Hekim hastasını şu konularda aydınlatmak durumundadır;
Hastanın şimdiki sağlık durumu ve konulan tanı, b) Önerilen tedavi yönteminin türü, c) Amaçlanan tedavi yönteminin başarı şansı ve süresi, d) Amaçlanan tedavi yönteminin hastanın sağlığı için gösterdiği riskler, e) Verilen ilaçların kullanılışı ve olası aksi etkileri, f) Hastanın önerilen tedaviyi kabul etmemesi durumunda hastalığın yaratacağı sonuçlar.
Hasta ile hekim arasındaki ilişkilerin tıp etiği açısından incelenmesi çok önemlidir. Hekimin hasta ile iletişiminin yalnızca onun tedavisi ve uygulanan bütün klinik işlemlerden ibaret olarak bilinmesi doğru bir olgu değildir. Çünkü hekimin, hastanın aydınlatılmış onamını da alsa onunla yumuşak, insancıl, sert ses tonu bulunmayan, baştan savmacı olmayan ve asık yüzlü görünmeyen samimi ilişkiler içinde olması gerekir. Yani hasta onun bir dostu gibi olmalıdır. Eğer böyle bir ilişki durumu yoksa klinikteki tedavi bitse bile hastada bir moral bozukluğu ve hoşnutsuzluk vardır. Yine hekime olan güvensizlik, tedaviye uymamayı ve böylece iyileşmenin uzun sürmesini doğurur. Nitekim hastalar klinikte ilk karşılaşmada hekimin sert ya da ciddi tutumu ve ilgisizliği ile karşılaşabilirler. Ayrıca, kullanılan tıbbi deyimler kişilerin kültür düzeylerine göre verilmezse anlaşılamaz ve soru sormaları için de çok az bir süre verilir. Hastaların hoşnutsuzluğu, tedaviye uymama, yanlış tedavi için dava açma, hastalara kişi olarak daha çok ilgi gösteren akupunktur yapan, masajcı, aktar vb. gibi şifa dağıtıcı olarak bilinen kişilere gitme olarak kendini gösterir. Hekimler son yıllarda hastaların sorunlarıyla çok fazla ilgilenerek hastanın kendisini unutmaktadırlar. Bu durum, özellikle onulmaz hastalıklarda böyledir.
Yine hekim-hasta ilişkilerinde, klinikte hekimin hasta ile görüşmelerinde yalnız çok az bir süre hastalara bilgi verilmektedir.

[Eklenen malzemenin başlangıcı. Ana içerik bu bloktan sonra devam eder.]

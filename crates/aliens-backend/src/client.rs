//! REST client for the record-storage backend.
//!
//! The backend exposes generic per-collection CRUD with relation expansion
//! plus password authentication issuing a bearer token. Every call except
//! authentication itself requires a token; the check happens before any
//! network round-trip.

use crate::records::UserRecord;
use crate::{BackendError, BackendResult};
use serde::de::DeserializeOwned;
use serde::{Deserialize, Serialize};
use std::collections::hash_map::DefaultHasher;
use std::hash::{Hash, Hasher};
use std::sync::{Arc, RwLock};

fn summarize_response_body(body: &str) -> String {
    let mut hasher = DefaultHasher::new();
    body.hash(&mut hasher);
    format!("len={},digest={:016x}", body.len(), hasher.finish())
}

/// Bearer session issued by the backend.
#[derive(Debug, Clone, Serialize, Deserialize)]
pub struct AuthToken {
    /// Opaque bearer token.
    pub token: String,
    /// Id of the authenticated user record.
    pub record_id: String,
}

/// Response of the password-auth and auth-refresh endpoints.
#[derive(Debug, Clone, Deserialize)]
pub struct AuthResponse {
    pub token: String,
    pub record: UserRecord,
}

/// Query options for collection list calls.
#[derive(Debug, Clone)]
pub struct ListQuery {
    pub page: u32,
    pub per_page: u32,
    pub sort: Option<String>,
    pub filter: Option<String>,
    pub expand: Option<String>,
}

impl Default for ListQuery {
    fn default() -> Self {
        Self {
            page: 1,
            per_page: 50,
            sort: None,
            filter: None,
            expand: None,
        }
    }
}

impl ListQuery {
    pub fn per_page(mut self, per_page: u32) -> Self {
        self.per_page = per_page;
        self
    }

    pub fn sort(mut self, sort: impl Into<String>) -> Self {
        self.sort = Some(sort.into());
        self
    }

    pub fn filter(mut self, filter: impl Into<String>) -> Self {
        self.filter = Some(filter.into());
        self
    }

    pub fn expand(mut self, expand: impl Into<String>) -> Self {
        self.expand = Some(expand.into());
        self
    }

    fn to_params(&self) -> Vec<(&'static str, String)> {
        let mut params = vec![
            ("page", self.page.to_string()),
            ("perPage", self.per_page.to_string()),
        ];
        if let Some(sort) = &self.sort {
            params.push(("sort", sort.clone()));
        }
        if let Some(filter) = &self.filter {
            params.push(("filter", filter.clone()));
        }
        if let Some(expand) = &self.expand {
            params.push(("expand", expand.clone()));
        }
        params
    }
}

/// Build a `field = "value"` filter expression, escaping the value.
pub fn filter_eq(field: &str, value: &str) -> String {
    format!(r#"{} = "{}""#, field, escape_filter_value(value))
}

/// Build a `field < "value"` filter expression, escaping the value.
pub fn filter_lt(field: &str, value: &str) -> String {
    format!(r#"{} < "{}""#, field, escape_filter_value(value))
}

/// Join filter expressions with `&&`.
pub fn filter_and(parts: &[String]) -> String {
    parts.join(" && ")
}

fn escape_filter_value(value: &str) -> String {
    value.replace('\\', "\\\\").replace('"', "\\\"")
}

/// Client for the record-storage backend.
#[derive(Clone)]
pub struct PocketBaseClient {
    http: reqwest::Client,
    base_url: String,
    auth: Arc<RwLock<Option<AuthToken>>>,
}

impl PocketBaseClient {
    /// Create a new client for the given base URL.
    pub fn new(base_url: impl Into<String>) -> Self {
        let base_url = base_url.into();
        Self {
            http: reqwest::Client::new(),
            base_url: base_url.trim_end_matches('/').to_string(),
            auth: Arc::new(RwLock::new(None)),
        }
    }

    /// The backend base URL.
    pub fn base_url(&self) -> &str {
        &self.base_url
    }

    /// The current bearer token, if authenticated.
    pub fn token(&self) -> Option<AuthToken> {
        self.auth.read().expect("auth lock poisoned").clone()
    }

    /// Install a previously persisted token (before `auth-refresh`
    /// validation).
    pub fn set_token(&self, token: AuthToken) {
        *self.auth.write().expect("auth lock poisoned") = Some(token);
    }

    /// Drop the local session token. The backend record is untouched.
    pub fn clear_token(&self) {
        *self.auth.write().expect("auth lock poisoned") = None;
    }

    /// Whether a token is currently held.
    pub fn is_authenticated(&self) -> bool {
        self.auth.read().expect("auth lock poisoned").is_some()
    }

    fn collection_url(&self, collection: &str) -> String {
        format!("{}/api/collections/{}/records", self.base_url, collection)
    }

    /// Resolve a stored file reference into a fetchable URL.
    pub fn file_url(&self, collection: &str, record_id: &str, filename: &str) -> String {
        format!(
            "{}/api/files/{}/{}/{}",
            self.base_url, collection, record_id, filename
        )
    }

    fn require_token(&self) -> BackendResult<String> {
        self.auth
            .read()
            .expect("auth lock poisoned")
            .as_ref()
            .map(|t| t.token.clone())
            .ok_or(BackendError::NotAuthenticated)
    }

    /// Exchange credentials for a bearer session on the `users` collection
    /// and remember the token.
    pub async fn auth_with_password(
        &self,
        identity: &str,
        password: &str,
    ) -> BackendResult<AuthResponse> {
        let url = format!(
            "{}/api/collections/users/auth-with-password",
            self.base_url
        );

        let response = self
            .http
            .post(&url)
            .json(&serde_json::json!({
                "identity": identity,
                "password": password,
            }))
            .send()
            .await?;

        let auth: AuthResponse = Self::decode(response, "auth-with-password").await?;
        self.set_token(AuthToken {
            token: auth.token.clone(),
            record_id: auth.record.id.clone(),
        });
        Ok(auth)
    }

    /// Re-validate the held token and rotate it.
    pub async fn auth_refresh(&self) -> BackendResult<AuthResponse> {
        let token = self.require_token()?;
        let url = format!("{}/api/collections/users/auth-refresh", self.base_url);

        let response = self
            .http
            .post(&url)
            .header("Authorization", token)
            .send()
            .await?;

        let auth: AuthResponse = Self::decode(response, "auth-refresh").await?;
        self.set_token(AuthToken {
            token: auth.token.clone(),
            record_id: auth.record.id.clone(),
        });
        Ok(auth)
    }

    /// List records of a collection.
    pub async fn list<T: DeserializeOwned>(
        &self,
        collection: &str,
        query: &ListQuery,
    ) -> BackendResult<crate::records::ListResult<T>> {
        let token = self.require_token()?;
        let response = self
            .http
            .get(self.collection_url(collection))
            .header("Authorization", token)
            .query(&query.to_params())
            .send()
            .await?;
        Self::decode(response, "list").await
    }

    /// Fetch a single record by id.
    pub async fn get_one<T: DeserializeOwned>(
        &self,
        collection: &str,
        id: &str,
        expand: Option<&str>,
    ) -> BackendResult<T> {
        let token = self.require_token()?;
        let url = format!("{}/{}", self.collection_url(collection), id);
        let mut request = self.http.get(&url).header("Authorization", token);
        if let Some(expand) = expand {
            request = request.query(&[("expand", expand)]);
        }
        let response = request.send().await?;
        Self::decode(response, "get_one").await
    }

    /// Create a record from a JSON body.
    pub async fn create<T: DeserializeOwned, B: Serialize + ?Sized>(
        &self,
        collection: &str,
        body: &B,
    ) -> BackendResult<T> {
        let token = self.require_token()?;
        let response = self
            .http
            .post(self.collection_url(collection))
            .header("Authorization", token)
            .json(body)
            .send()
            .await?;
        Self::decode(response, "create").await
    }

    /// Create a record without a session. Registration and guest
    /// provisioning use this: the `users` collection accepts anonymous
    /// creates.
    pub async fn create_unauthenticated<T: DeserializeOwned, B: Serialize + ?Sized>(
        &self,
        collection: &str,
        body: &B,
    ) -> BackendResult<T> {
        let response = self
            .http
            .post(self.collection_url(collection))
            .json(body)
            .send()
            .await?;
        Self::decode(response, "create").await
    }

    /// Create a record from a multipart form (field values plus files).
    pub async fn create_multipart<T: DeserializeOwned>(
        &self,
        collection: &str,
        form: reqwest::multipart::Form,
    ) -> BackendResult<T> {
        let response = self
            .http
            .post(self.collection_url(collection))
            .multipart(form)
            .send()
            .await?;
        Self::decode(response, "create").await
    }

    /// Patch a record with a JSON body.
    pub async fn update<T: DeserializeOwned, B: Serialize + ?Sized>(
        &self,
        collection: &str,
        id: &str,
        body: &B,
    ) -> BackendResult<T> {
        let token = self.require_token()?;
        let url = format!("{}/{}", self.collection_url(collection), id);
        let response = self
            .http
            .patch(&url)
            .header("Authorization", token)
            .json(body)
            .send()
            .await?;
        Self::decode(response, "update").await
    }

    /// Patch a record with a multipart form (field values plus files).
    pub async fn update_multipart<T: DeserializeOwned>(
        &self,
        collection: &str,
        id: &str,
        form: reqwest::multipart::Form,
    ) -> BackendResult<T> {
        let token = self.require_token()?;
        let url = format!("{}/{}", self.collection_url(collection), id);
        let response = self
            .http
            .patch(&url)
            .header("Authorization", token)
            .multipart(form)
            .send()
            .await?;
        Self::decode(response, "update").await
    }

    /// Delete a record.
    pub async fn delete(&self, collection: &str, id: &str) -> BackendResult<()> {
        let token = self.require_token()?;
        let url = format!("{}/{}", self.collection_url(collection), id);
        let response = self
            .http
            .delete(&url)
            .header("Authorization", token)
            .send()
            .await?;

        if response.status().is_success() {
            Ok(())
        } else {
            Err(Self::status_error(response, "delete").await)
        }
    }

    async fn decode<T: DeserializeOwned>(
        response: reqwest::Response,
        operation: &str,
    ) -> BackendResult<T> {
        if !response.status().is_success() {
            return Err(Self::status_error(response, operation).await);
        }
        Ok(response.json::<T>().await?)
    }

    async fn status_error(response: reqwest::Response, operation: &str) -> BackendError {
        let status = response.status();
        let body = response.text().await.unwrap_or_default();
        let body_summary = summarize_response_body(&body);
        tracing::error!(
            status = %status,
            operation,
            body_summary = %body_summary,
            "backend request failed"
        );

        // The backend wraps failures in {"code", "message", "data"}.
        let message = serde_json::from_str::<serde_json::Value>(&body)
            .ok()
            .and_then(|v| v.get("message").and_then(|m| m.as_str()).map(String::from))
            .unwrap_or_else(|| status.to_string());

        BackendError::Status {
            status: status.as_u16(),
            message,
        }
    }
}

#[cfg(test)]
mod tests {
    use super::*;
    use crate::records::CardRecord;

    #[test]
    fn test_client_creation_trims_trailing_slash() {
        let client = PocketBaseClient::new("http://127.0.0.1:8090/");
        assert_eq!(client.base_url(), "http://127.0.0.1:8090");
        assert!(!client.is_authenticated());
    }

    #[test]
    fn test_collection_url() {
        let client = PocketBaseClient::new("http://127.0.0.1:8090");
        assert_eq!(
            client.collection_url("cards"),
            "http://127.0.0.1:8090/api/collections/cards/records"
        );
    }

    #[test]
    fn test_file_url() {
        let client = PocketBaseClient::new("http://127.0.0.1:8090");
        assert_eq!(
            client.file_url("users", "u1", "pic.png"),
            "http://127.0.0.1:8090/api/files/users/u1/pic.png"
        );
    }

    #[test]
    fn test_token_lifecycle() {
        let client = PocketBaseClient::new("http://127.0.0.1:8090");
        client.set_token(AuthToken {
            token: "tok".into(),
            record_id: "u1".into(),
        });
        assert!(client.is_authenticated());
        assert_eq!(client.token().unwrap().record_id, "u1");

        client.clear_token();
        assert!(!client.is_authenticated());
        assert!(client.token().is_none());
    }

    #[tokio::test]
    async fn test_list_requires_token_before_any_network_call() {
        // Unroutable base URL: the call must fail on the local token check,
        // not on the network.
        let client = PocketBaseClient::new("http://192.0.2.1:9");
        let result = client
            .list::<CardRecord>("cards", &ListQuery::default())
            .await;
        assert!(matches!(result, Err(BackendError::NotAuthenticated)));
    }

    #[tokio::test]
    async fn test_delete_requires_token() {
        let client = PocketBaseClient::new("http://192.0.2.1:9");
        let result = client.delete("messages", "m1").await;
        assert!(matches!(result, Err(BackendError::NotAuthenticated)));
    }

    #[test]
    fn test_filter_eq_quotes_value() {
        assert_eq!(filter_eq("card", "c123"), r#"card = "c123""#);
    }

    #[test]
    fn test_filter_eq_escapes_quotes() {
        assert_eq!(
            filter_eq("name", r#"a"b"#),
            r#"name = "a\"b""#
        );
    }

    #[test]
    fn test_filter_and_joins() {
        let filter = filter_and(&[
            filter_eq("role", "guest"),
            filter_lt("expiresAt", "2024-01-01 00:00:00.000Z"),
        ]);
        assert_eq!(
            filter,
            r#"role = "guest" && expiresAt < "2024-01-01 00:00:00.000Z""#
        );
    }

    #[test]
    fn test_list_query_params() {
        let query = ListQuery::default()
            .per_page(100)
            .sort("created")
            .filter(filter_eq("card", "c1"))
            .expand("author");
        let params = query.to_params();

        assert!(params.contains(&("page", "1".to_string())));
        assert!(params.contains(&("perPage", "100".to_string())));
        assert!(params.contains(&("sort", "created".to_string())));
        assert!(params.contains(&("expand", "author".to_string())));
        assert!(params.contains(&("filter", r#"card = "c1""#.to_string())));
    }
}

Sonuçta hasta, hekimin kendisinin soru sormayı istemediğini anlamaktadır.
Bugün, hekim-hasta arasındaki iletişimin iyi olması ve bu konuda beceri sağlanması bazı metotların uygulanması ile olur. Hekim-hasta ilişkilerinin iyi yönde olması için değişik yollar kullanılmalıdır.
Bütün bu aydınlatmalar yapılmadan ve tam bir hasta-hekim görüşmesi olmadan bu ilişkilerde tıp etiği açısından zayıflamalar olmakta ve etik ilkeler zedelenmektedir.